Hoffer saw 4 types of tinnitus due to warfare:
1 – Noise induced,
2 – Blast induced (pressure),
3 – Tinnitus without hearing loss,
4 – Post traumatic Meniere’s disease.
Blast
induced tinnitus is out of proportion to the amount
of hearing loss. Tinnitus without hearing loss is
poorly understood and seems to accompany cognitive
difficulties.
The
last two papers were considered by ITF Chair Abraham
Shulman, MD, to be the most important presentations
because they represent significant developments in
the treatment of tinnitus.
9
– John Dornhoffer, MD. Dr.
Dornhoffer has been studying repetitive Transcranial
Magnetic Stimulation (rTMS) for treating tinnitus.
We published an earlier article
on rTMS that describes the history and treatment
protocol.
rTMS
therapy consists of inducing a magnetic field inside
the brain by the use of extremely powerful magnets
outside the skull. It is completely non-invasive.
The induced magnetic field affects cortical neurons
and regulates activity of the neurons. Low frequency
rTMS is inhibitory and high frequency is excitatory.
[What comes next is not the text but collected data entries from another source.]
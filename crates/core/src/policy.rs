use serde_json::Value;
use thiserror::Error;

use crate::models::{RefundFees, RefundRules, RefundSlab};

#[derive(Debug, Clone, PartialEq, Error)]
pub enum PolicyError {
    #[error("policy document is malformed: {0}")]
    Malformed(String),
    #[error("policy must define at least one slab")]
    NoSlabs,
    #[error("slab {index} has invalid hoursBefore {value}")]
    InvalidHours { index: usize, value: f64 },
    #[error("slab {index} has refundPercentage {value} outside 0-100")]
    InvalidPercentage { index: usize, value: f64 },
    #[error("slab {index} has an empty label")]
    EmptyLabel { index: usize },
    #[error("fee {name} is {value}, expected 0-100")]
    InvalidFee { name: &'static str, value: f64 },
}

impl RefundRules {
    /// Parses a stored policy document and rejects anything the calculator
    /// should never see.
    pub fn from_json(value: &Value) -> Result<Self, PolicyError> {
        let rules: RefundRules = serde_json::from_value(value.clone())
            .map_err(|error| PolicyError::Malformed(error.to_string()))?;
        rules.validate()?;
        Ok(rules)
    }

    pub fn from_json_str(raw: &str) -> Result<Self, PolicyError> {
        let value: Value =
            serde_json::from_str(raw).map_err(|error| PolicyError::Malformed(error.to_string()))?;
        Self::from_json(&value)
    }

    pub fn validate(&self) -> Result<(), PolicyError> {
        if self.slabs.is_empty() {
            return Err(PolicyError::NoSlabs);
        }

        for (index, slab) in self.slabs.iter().enumerate() {
            if !slab.hours_before.is_finite() || slab.hours_before < 0.0 {
                return Err(PolicyError::InvalidHours {
                    index,
                    value: slab.hours_before,
                });
            }
            if !is_percentage(slab.refund_percentage) {
                return Err(PolicyError::InvalidPercentage {
                    index,
                    value: slab.refund_percentage,
                });
            }
            if slab.label.trim().is_empty() {
                return Err(PolicyError::EmptyLabel { index });
            }
        }

        if !is_percentage(self.fees.convenience) {
            return Err(PolicyError::InvalidFee {
                name: "convenience",
                value: self.fees.convenience,
            });
        }
        if !is_percentage(self.fees.operator_delay) {
            return Err(PolicyError::InvalidFee {
                name: "operatorDelay",
                value: self.fees.operator_delay,
            });
        }

        Ok(())
    }

    /// The platform-wide slab table.
    pub fn standard() -> Self {
        Self {
            slabs: vec![
                RefundSlab::new(24.0, 95.0, "More than 24 hours before departure"),
                RefundSlab::new(12.0, 75.0, "12-24 hours before departure"),
                RefundSlab::new(3.0, 50.0, "3-12 hours before departure"),
                RefundSlab::new(0.0, 0.0, "Less than 3 hours before departure"),
            ],
            fees: RefundFees::default(),
        }
    }

    pub fn to_json(&self) -> Value {
        serde_json::to_value(self).unwrap_or(Value::Null)
    }
}

fn is_percentage(value: f64) -> bool {
    value.is_finite() && (0.0..=100.0).contains(&value)
}

/// An operator inserted by `trustroute seed` and on first start of an empty store.
#[derive(Debug, Clone)]
pub struct SeedOperator {
    pub name: &'static str,
    pub cancellation_summary: &'static str,
    pub reschedule_summary: &'static str,
    pub rules: RefundRules,
}

pub fn default_operators() -> Vec<SeedOperator> {
    vec![
        SeedOperator {
            name: "FastTrack Travels",
            cancellation_summary: "Full refund before 24h, 50% refund before 12h",
            reschedule_summary: "Allowed with 10% fee up to 6h before",
            rules: rules(&[
                (24.0, 100.0, "More than 24 hours before departure"),
                (12.0, 50.0, "12-24 hours before departure"),
                (0.0, 0.0, "Less than 12 hours before departure"),
            ]),
        },
        SeedOperator {
            name: "StarBus",
            cancellation_summary: "No refund within 24h of departure",
            reschedule_summary: "Not allowed for promotional tickets",
            rules: rules(&[
                (24.0, 90.0, "More than 24 hours before departure"),
                (0.0, 0.0, "Within 24 hours of departure"),
            ]),
        },
        SeedOperator {
            name: "GreenLine",
            cancellation_summary: "75% refund if cancelled 48h early",
            reschedule_summary: "Unlimited rescheduling for Silver members",
            rules: rules(&[
                (48.0, 75.0, "More than 48 hours before departure"),
                (0.0, 0.0, "Within 48 hours of departure"),
            ]),
        },
        SeedOperator {
            name: "NightRider",
            cancellation_summary: "95% refund before 24h, 50% refund before 6h",
            reschedule_summary: "Allowed with 5% fee up to 4h before",
            rules: rules(&[
                (24.0, 95.0, "More than 24 hours before departure"),
                (6.0, 50.0, "6-24 hours before departure"),
                (0.0, 0.0, "Less than 6 hours before departure"),
            ]),
        },
        SeedOperator {
            name: "CityLink Express",
            cancellation_summary: "80% refund if cancelled 24h early",
            reschedule_summary: "Allowed with 15% fee up to 8h before",
            rules: rules(&[
                (24.0, 80.0, "More than 24 hours before departure"),
                (0.0, 0.0, "Within 24 hours of departure"),
            ]),
        },
        SeedOperator {
            name: "Royal Coaches",
            cancellation_summary: "90% refund before 12h, 40% refund before 3h",
            reschedule_summary: "Allowed with 20% fee up to 2h before",
            rules: rules(&[
                (12.0, 90.0, "More than 12 hours before departure"),
                (3.0, 40.0, "3-12 hours before departure"),
                (0.0, 0.0, "Less than 3 hours before departure"),
            ]),
        },
        SeedOperator {
            name: "MetroWay",
            cancellation_summary: "85% refund before 24h, 30% refund before 6h",
            reschedule_summary: "Allowed with 10% fee up to 5h before",
            rules: rules(&[
                (24.0, 85.0, "More than 24 hours before departure"),
                (6.0, 30.0, "6-24 hours before departure"),
                (0.0, 0.0, "Less than 6 hours before departure"),
            ]),
        },
    ]
}

fn rules(slabs: &[(f64, f64, &str)]) -> RefundRules {
    RefundRules {
        slabs: slabs
            .iter()
            .map(|(hours, pct, label)| RefundSlab::new(*hours, *pct, *label))
            .collect(),
        fees: RefundFees::default(),
    }
}

/// One line per slab, highest threshold first, plus the fee line.
pub fn describe_rules(rules: &RefundRules) -> Vec<String> {
    let mut slabs = rules.slabs.iter().collect::<Vec<_>>();
    slabs.sort_by(|a, b| b.hours_before.total_cmp(&a.hours_before));

    let mut lines = slabs
        .into_iter()
        .map(|slab| {
            format!(
                "{}: {}% refund (cancel at least {}h before departure)",
                slab.label,
                format_number(slab.refund_percentage),
                format_number(slab.hours_before)
            )
        })
        .collect::<Vec<_>>();
    lines.push(format!(
        "Convenience fee: {}% of the fare is retained on every cancellation",
        format_number(rules.fees.convenience)
    ));
    lines
}

fn format_number(value: f64) -> String {
    if value.fract() == 0.0 {
        format!("{}", value as i64)
    } else {
        format!("{value:.1}")
    }
}

#[cfg(test)]
mod tests {
    use serde_json::json;

    use super::*;

    #[test]
    fn accepts_the_stored_document_shape() {
        let rules = RefundRules::from_json(&json!({
            "slabs": [
                { "hoursBefore": 24, "refundPercentage": 95, "label": "24h+" },
                { "hoursBefore": 0, "refundPercentage": 0, "label": "late" }
            ],
            "fees": { "convenience": 5, "operatorDelay": 0 }
        }))
        .expect("document should validate");
        assert_eq!(rules.slabs.len(), 2);
    }

    #[test]
    fn missing_fees_default_to_five_percent() {
        let rules = RefundRules::from_json(&json!({
            "slabs": [{ "hoursBefore": 0, "refundPercentage": 0, "label": "none" }]
        }))
        .unwrap();
        assert_eq!(rules.fees.convenience, 5.0);
    }

    #[test]
    fn rejects_bad_documents() {
        assert_eq!(
            RefundRules::from_json(&json!({ "slabs": [] })),
            Err(PolicyError::NoSlabs)
        );
        assert!(matches!(
            RefundRules::from_json(&json!({
                "slabs": [{ "hoursBefore": -1, "refundPercentage": 10, "label": "x" }]
            })),
            Err(PolicyError::InvalidHours { index: 0, .. })
        ));
        assert!(matches!(
            RefundRules::from_json(&json!({
                "slabs": [
                    { "hoursBefore": 0, "refundPercentage": 0, "label": "ok" },
                    { "hoursBefore": 5, "refundPercentage": 120, "label": "too much" }
                ]
            })),
            Err(PolicyError::InvalidPercentage { index: 1, .. })
        ));
        assert!(matches!(
            RefundRules::from_json(&json!({ "cancellation": "Full refund before 24h" })),
            Err(PolicyError::Malformed(_))
        ));
    }

    #[test]
    fn every_seed_operator_validates() {
        for operator in default_operators() {
            operator
                .rules
                .validate()
                .unwrap_or_else(|error| panic!("{} invalid: {error}", operator.name));
        }
        RefundRules::standard().validate().unwrap();
    }

    #[test]
    fn describes_slabs_highest_first() {
        let lines = describe_rules(&RefundRules::standard());
        assert!(lines[0].starts_with("More than 24 hours before departure: 95% refund"));
        assert!(lines.last().unwrap().contains("5%"));
    }
}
Since tinnitus is caused by hyperactivity of cortical
neurons, low frequency rTMS is used.
rTMS
only penetrates 2 cm inside the skull while the auditory
cortex can be as deep as 5 cm. It is therefore necessary
to pinpoint the area of hyperactivity for the treatment
to be effective. The area is selected using neuronavigation
techniques and PET scans.
All
patients had tinnitus in both ears and were part of
a placebo-controlled, crossover study. This kind of
study has patients use either the active or sham treatment
for a period of one month then cross over to the other
treatment. Dr. Dornhoffer had a 70% positive response
to the active treatment. Interestingly, many patients
had a reduction of tinnitus in the ear opposite the
stimulation.
Dr.
Dornhoffer will conduct a further study in the near
future. It also will be placebo-controlled but will
not be a crossover study. He wants to find out if
continued treatment for a longer period of time will
produce better results.
10
– Michael Seidman, MD / Ilaaf Darrat,
MD. Drs. Seidman and Darrat have been conducting
experiments using direct electrical stimulation of
the auditory cortex for tinnitus. This is a highly
invasive procedure during which electrodes are implanted
inside the brain. The electrodes are controlled by
a pulse generator which is also implanted in the side
of the torso. This procedure will only be suitable
for people with severe, disabling tinnitus who are
willing to undergo hospitalization and surgery.
The
work began on noise exposed animals and they were
able to reduce cortical hyperactivity. They now have
approval to conduct experiments on humans and have
implanted electrodes in 4 patients so far with 8 more
scheduled. Three of the 4 patients were implanted
in the US and one in Belgium. The surgeries have resulted
in a significant reduction of sound in 3 of the 4
patients and the patients would recommend the procedure
to others.
The
remaining 8 patients have already been chosen and
the study is now closed. We will publish a complete
paper on the experiments so far after they have been
published in a peer-reviewed journal.